思うに、他のゲームでもあった様なアサイラム専属生産チームになったと思えばいいのだろう。その点、キャップには生産の仕様や重要性に対する理解があるのでかなりやりやすい。
さて問題は俺達の為にわざわざ用意したのだろうと思われるアサイラム全書なるデータだ。勿論しないが、もしこれを公に開示したらそれだけもALLFOでは大騒動が起きるだろう。気になるのはやはり伏字の部分が少なくない事か。現在俺達に開示されている情報だけでもかなり爆弾級の情報なのに、伏字の部分は恐らくもっと問題のある情報なのだろう。

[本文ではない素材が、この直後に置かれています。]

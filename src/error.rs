//! Typed error hierarchy for the kernel.
//!
//! Use at module boundaries (registration, finalisation, policy construction).
//! Everything confined to a single `dispatch` call becomes a [`crate::response::WireResponse`]
//! instead — see [`crate::error::ErrorBuilder`] for that path. `KernelError` is
//! reserved for failures at *build time*: registration conflicts, field
//! incompatibilities, and policy configuration errors (kind 6 in the error
//! taxonomy), which are fatal at process startup rather than per-request.

use indexmap::IndexMap;
use thiserror::Error;

#[derive(Debug, Error)]
pub enum KernelError {
    #[error("tool '{0}' is already registered")]
    DuplicateTool(String),

    #[error("action '{action}' is already registered on tool '{tool}'")]
    DuplicateAction { tool: String, action: String },

    #[error("prompt '{0}' is already registered")]
    DuplicatePrompt(String),

    #[error(
        "field compatibility conflict in tool '{tool}', parameter '{field}': {detail}"
    )]
    FieldConflict {
        tool: String,
        field: String,
        detail: String,
    },

    #[error("action '{tool}/{action}' has no handler")]
    MissingHandler { tool: String, action: String },

    #[error("policy configuration error: {0}")]
    PolicyConfig(String),

    #[error("presenter validation failed: {0}")]
    PresenterValidation(String),

    #[error(transparent)]
    Internal(#[from] anyhow::Error),
}

pub type KernelResult<T> = std::result::Result<T, KernelError>;

/// Severity of a structured error surfaced to the LLM. Only `Warning` is
/// non-fatal — it maps to `isError = false` so the caller can continue.
#[derive(Debug, Clone, Copy, PartialEq, Eq)]
pub enum Severity {
    Error,
    Warning,
    Critical,
}

impl Severity {
    fn as_str(self) -> &'static str {
        match self {
            Severity::Error => "error",
            Severity::Warning => "warning",
            Severity::Critical => "critical",
        }
    }
}

/// A structured error descriptor, rendered as a single `<tool_error>` text
/// block per §4.7.
#[derive(Debug, Clone)]
pub struct ErrorDescriptor {
    pub code: String,
    pub severity: Severity,
    pub message: String,
    pub suggestion: Option<String>,
    pub actions: Vec<String>,
    pub details: IndexMap<String, String>,
    pub retry_after: Option<u64>,
}

impl ErrorDescriptor {
    /// Per §4.7: `isError` is true except for severity `Warning`.
    pub fn is_error(&self) -> bool {
        self.severity != Severity::Warning
    }

    /// Render the compact XML-like envelope described in §4.7.
    pub fn render(&self) -> String {
        let mut out = String::new();
        out.push_str(&format!(
            "<tool_error code=\"{}\" severity=\"{}\">",
            xml_escape(&self.code),
            self.severity.as_str()
        ));
        out.push_str(&format!("<message>{}</message>", xml_escape(&self.message)));
        if let Some(suggestion) = &self.suggestion {
            out.push_str(&format!("<recovery>{}</recovery>", xml_escape(suggestion)));
        }
        if !self.actions.is_empty() {
            out.push_str("<available_actions>");
            for action in &self.actions {
                out.push_str(&format!("<action>{}</action>", xml_escape(action)));
            }
            out.push_str("</available_actions>");
        }
        for (key, value) in &self.details {
            out.push_str(&format!(
                "<detail key=\"{}\">{}</detail>",
                xml_escape(key),
                xml_escape(value)
            ));
        }
        if let Some(retry_after) = self.retry_after {
            out.push_str(&format!("<retry_after>{} seconds</retry_after>", retry_after));
        }
        out.push_str("</tool_error>");
        out
    }
}

fn xml_escape(input: &str) -> String {
    input
        .replace('&', "&amp;")
        .replace('<', "&lt;")
        .replace('>', "&gt;")
        .replace('"', "&quot;")
}

/// Fluent builder for [`ErrorDescriptor`], mirroring the teacher's
/// `NanobotError` taxonomy but shaped for per-request (not process-level)
/// failures.
#[derive(Debug, Clone)]
pub struct ErrorBuilder {
    code: String,
    severity: Severity,
    message: String,
    suggestion: Option<String>,
    actions: Vec<String>,
    details: IndexMap<String, String>,
    retry_after: Option<u64>,
}

impl ErrorBuilder {
    pub fn new(code: impl Into<String>, message: impl Into<String>) -> Self {
        Self {
            code: code.into(),
            severity: Severity::Error,
            message: message.into(),
            suggestion: None,
            actions: Vec::new(),
            details: IndexMap::new(),
            retry_after: None,
        }
    }

    pub fn severity(mut self, severity: Severity) -> Self {
        self.severity = severity;
        self
    }

    pub fn suggestion(mut self, suggestion: impl Into<String>) -> Self {
        self.suggestion = Some(suggestion.into());
        self
    }

    pub fn action(mut self, action: impl Into<String>) -> Self {
        self.actions.push(action.into());
        self
    }

    pub fn detail(mut self, key: impl Into<String>, value: impl Into<String>) -> Self {
        self.details.insert(key.into(), value.into());
        self
    }

    pub fn retry_after(mut self, seconds: u64) -> Self {
        self.retry_after = Some(seconds);
        self
    }

    pub fn build(self) -> ErrorDescriptor {
        ErrorDescriptor {
            code: self.code,
            severity: self.severity,
            message: self.message,
            suggestion: self.suggestion,
            actions: self.actions,
            details: self.details,
            retry_after: self.retry_after,
        }
    }
}

#[cfg(test)]
mod tests {
    use super::*;

    #[test]
    fn warning_is_not_error() {
        let err = ErrorBuilder::new("rate_limit", "slow down")
            .severity(Severity::Warning)
            .build();
        assert!(!err.is_error());
    }

    #[test]
    fn error_and_critical_are_errors() {
        assert!(ErrorBuilder::new("x", "y").build().is_error());
        assert!(
            ErrorBuilder::new("x", "y")
                .severity(Severity::Critical)
                .build()
                .is_error()
        );
    }

    #[test]
    fn render_includes_all_fields() {
        let err = ErrorBuilder::new("unknown_tool", "no such tool 'foo'")
            .suggestion("call tools/list")
            .action("tools_list")
            .detail("tool", "foo")
            .retry_after(5)
            .build();
        let xml = err.render();
        assert!(xml.starts_with("<tool_error code=\"unknown_tool\" severity=\"error\">"));
        assert!(xml.contains("<message>no such tool 'foo'</message>"));
        assert!(xml.contains("<recovery>call tools/list</recovery>"));
        assert!(xml.contains("<action>tools_list</action>"));
        assert!(xml.contains("<detail key=\"tool\">foo</detail>"));
        assert!(xml.contains("<retry_after>5 seconds</retry_after>"));
        assert!(xml.ends_with("</tool_error>"));
    }

    #[test]
    fn render_escapes_xml_special_characters() {
        let err = ErrorBuilder::new("x", "a < b & c > d \"quoted\"").build();
        let xml = err.render();
        assert!(!xml.contains("a < b & c > d \"quoted\""));
        assert!(xml.contains("&lt;"));
        assert!(xml.contains("&amp;"));
        assert!(xml.contains("&gt;"));
        assert!(xml.contains("&quot;"));
    }
}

本日は昨日の面談の情報を元に部屋を用意してもらった。この客間スペースをMGチームの共用スペースとし、新たにそれぞれの個室を隣接する形で設けていく。ミニホームの拡張は実は初めて立ち会ったのだが、部屋がリアルタイムで拡張し、扉が増えていくのはまるで古典的なタイプの魔法を見ている様だった。部屋のサイズは約200sq.ft.程度か(キャップは12ジョウと言っていたが何の単位なのか。翻訳すると約200sq.ft.っぽい)。リアルの自室より広いのが泣けるな。
生産や実験の為の設備も投資してくれたが、オーダーしたモノは概ね実装してくれたようだ。リアル資金もかなり投じているようなのだが問題ないらしい。
ミニホームは拡張をするほど指数関数的に費用が増加していくらしい。気になったので具体的な費用の内訳を聞いてみたが、俺達全員の部屋と設備を用意するだけで(客間と個室12部屋で総面積5000sq.ft.か?)30億MONと100$程を使用したようだ。この金額を気軽に使えるようだが、大丈夫なのか。
俺達が気負わないように聞かれるまで具体的な金額は伏せるつもりだったらしいが、キャップは偶にPKチームのトップらしからぬ善良さが見える。いや善良と言うよりこれが日本人の気質なのだろうか?よくわからない。